• _Stored items_:
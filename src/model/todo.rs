use chrono::Local;
use serde::{Deserialize, Serialize};

use super::order::{Links, OrderId, Orderable};

/// A todo item. Ordered within its category.
#[derive(Debug, Clone, PartialEq, Eq, Serialize, Deserialize)]
pub struct TodoItem {
    pub id: OrderId,
    /// Owning category
    pub category_id: OrderId,
    pub title: String,
    #[serde(default)]
    pub done: bool,
    /// Tags (without the `#` prefix)
    #[serde(default)]
    pub tags: Vec<String>,
    /// Ids of the items this one depends on
    #[serde(default)]
    pub dependencies: Vec<OrderId>,
    /// Creation date, `YYYY-MM-DD`
    #[serde(default)]
    pub added: Option<String>,
    #[serde(default)]
    pub order: Links,
}

impl TodoItem {
    /// Create a detached item. Trailing `#tag` words in `title` become tags.
    pub fn new(id: OrderId, category_id: OrderId, title: &str) -> Self {
        let (title, tags) = parse_title_and_tags(title);
        TodoItem {
            id,
            category_id,
            title,
            done: false,
            tags,
            dependencies: Vec::new(),
            added: Some(today_str()),
            order: Links::detached(),
        }
    }
}

impl Orderable for TodoItem {
    fn id(&self) -> OrderId {
        self.id
    }

    fn links(&self) -> Links {
        self.order
    }

    fn links_mut(&mut self) -> &mut Links {
        &mut self.order
    }
}

/// A todo category: an ordered element of the board, owning an ordered list
/// of items.
#[derive(Debug, Clone, PartialEq, Eq, Serialize, Deserialize)]
pub struct TodoCategory {
    pub id: OrderId,
    pub title: String,
    #[serde(default)]
    pub order: Links,
    /// Items, kept in chain order by the board
    #[serde(default)]
    pub items: Vec<TodoItem>,
}

impl TodoCategory {
    pub fn new(id: OrderId, title: &str) -> Self {
        TodoCategory {
            id,
            title: title.trim().to_string(),
            order: Links::detached(),
            items: Vec::new(),
        }
    }
}

impl Orderable for TodoCategory {
    fn id(&self) -> OrderId {
        self.id
    }

    fn links(&self) -> Links {
        self.order
    }

    fn links_mut(&mut self) -> &mut Links {
        &mut self.order
    }
}

pub fn today_str() -> String {
    Local::now().format("%Y-%m-%d").to_string()
}

/// Split trailing `#tag` words off a title.
///
/// `"Fix parser #bug #ready"` → `("Fix parser", ["bug", "ready"])`
pub fn parse_title_and_tags(s: &str) -> (String, Vec<String>) {
    let mut tags = Vec::new();
    let mut remaining = s.trim();

    while let Some(word) = remaining.rsplit(' ').next() {
        let Some(tag) = word.strip_prefix('#') else {
            break;
        };
        if tag.is_empty() || tag.contains('#') {
            break;
        }
        tags.push(tag.to_string());
        remaining = remaining[..remaining.len() - word.len()].trim_end();
        if remaining.is_empty() {
            break;
        }
    }

    tags.reverse();
    (remaining.to_string(), tags)
}
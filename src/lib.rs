pub mod cli;
pub mod io;
pub mod model;
pub mod ops;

• _WORK ITEM_: The answer should contain every line of the data, unchanged.

• _SOLVED PROBLEM_:
filename src/model/todo.rs
use chrono::Local;
use serde::{Deserialize, Serialize};

use super::order::{Links, OrderId, Orderable};

/// A todo item. Ordered within its category.
#[derive(Debug, Clone, PartialEq, Eq, Serialize, Deserialize)]
pub struct TodoItem {
    pub id: OrderId,
    /// Owning category
    pub category_id: OrderId,
    pub title: String,
    #[serde(default)]
    pub done: bool,
    /// Tags (without the `#` prefix)
    #[serde(default)]
    pub tags: Vec<String>,
    /// Ids of the items this one depends on
    #[serde(default)]
    pub dependencies: Vec<OrderId>,
    /// Creation date, `YYYY-MM-DD`
    #[serde(default)]
    pub added: Option<String>,
    #[serde(default)]
    pub order: Links,
}

impl TodoItem {
    /// Create a detached item. Trailing `#tag` words in `title` become tags.
    pub fn new(id: OrderId, category_id: OrderId, title: &str) -> Self {
        let (title, tags) = parse_title_and_tags(title);
        TodoItem {
            id,
            category_id,
            title,
            done: false,
            tags,
            dependencies: Vec::new(),
            added: Some(today_str()),
            order: Links::detached(),
        }
    }
}

impl Orderable for TodoItem {
    fn id(&self) -> OrderId {
        self.id
    }

    fn links(&self) -> Links {
        self.order
    }

    fn links_mut(&mut self) -> &mut Links {
        &mut self.order
    }
}

/// A todo category: an ordered element of the board, owning an ordered list
/// of items.
#[derive(Debug, Clone, PartialEq, Eq, Serialize, Deserialize)]
pub struct TodoCategory {
    pub id: OrderId,
    pub title: String,
    #[serde(default)]
    pub order: Links,
    /// Items, kept in chain order by the board
    #[serde(default)]
    pub items: Vec<TodoItem>,
}

impl TodoCategory {
    pub fn new(id: OrderId, title: &str) -> Self {
        TodoCategory {
            id,
            title: title.trim().to_string(),
            order: Links::detached(),
            items: Vec::new(),
        }
    }
}

impl Orderable for TodoCategory {
    fn id(&self) -> OrderId {
        self.id
    }

    fn links(&self) -> Links {
        self.order
    }

    fn links_mut(&mut self) -> &mut Links {
        &mut self.order
    }
}

pub fn today_str() -> String {
    Local::now().format("%Y-%m-%d").to_string()
}

/// Split trailing `#tag` words off a title.
///
/// `"Fix parser #bug #ready"` → `("Fix parser", ["bug", "ready"])`
pub fn parse_title_and_tags(s: &str) -> (String, Vec<String>) {
    let mut tags = Vec::new();
    let mut remaining = s.trim();

    while let Some(word) = remaining.rsplit(' ').next() {
        let Some(tag) = word.strip_prefix('#') else {
            break;
        };
        if tag.is_empty() || tag.contains('#') {
            break;
        }
        tags.push(tag.to_string());
        remaining = remaining[..remaining.len() - word.len()].trim_end();
        if remaining.is_empty() {
            break;
        }
    }

    tags.reverse();
    (remaining.to_string(), tags)
}
filename src/lib.rs
pub mod cli;
pub mod io;
pub mod model;
pub mod ops;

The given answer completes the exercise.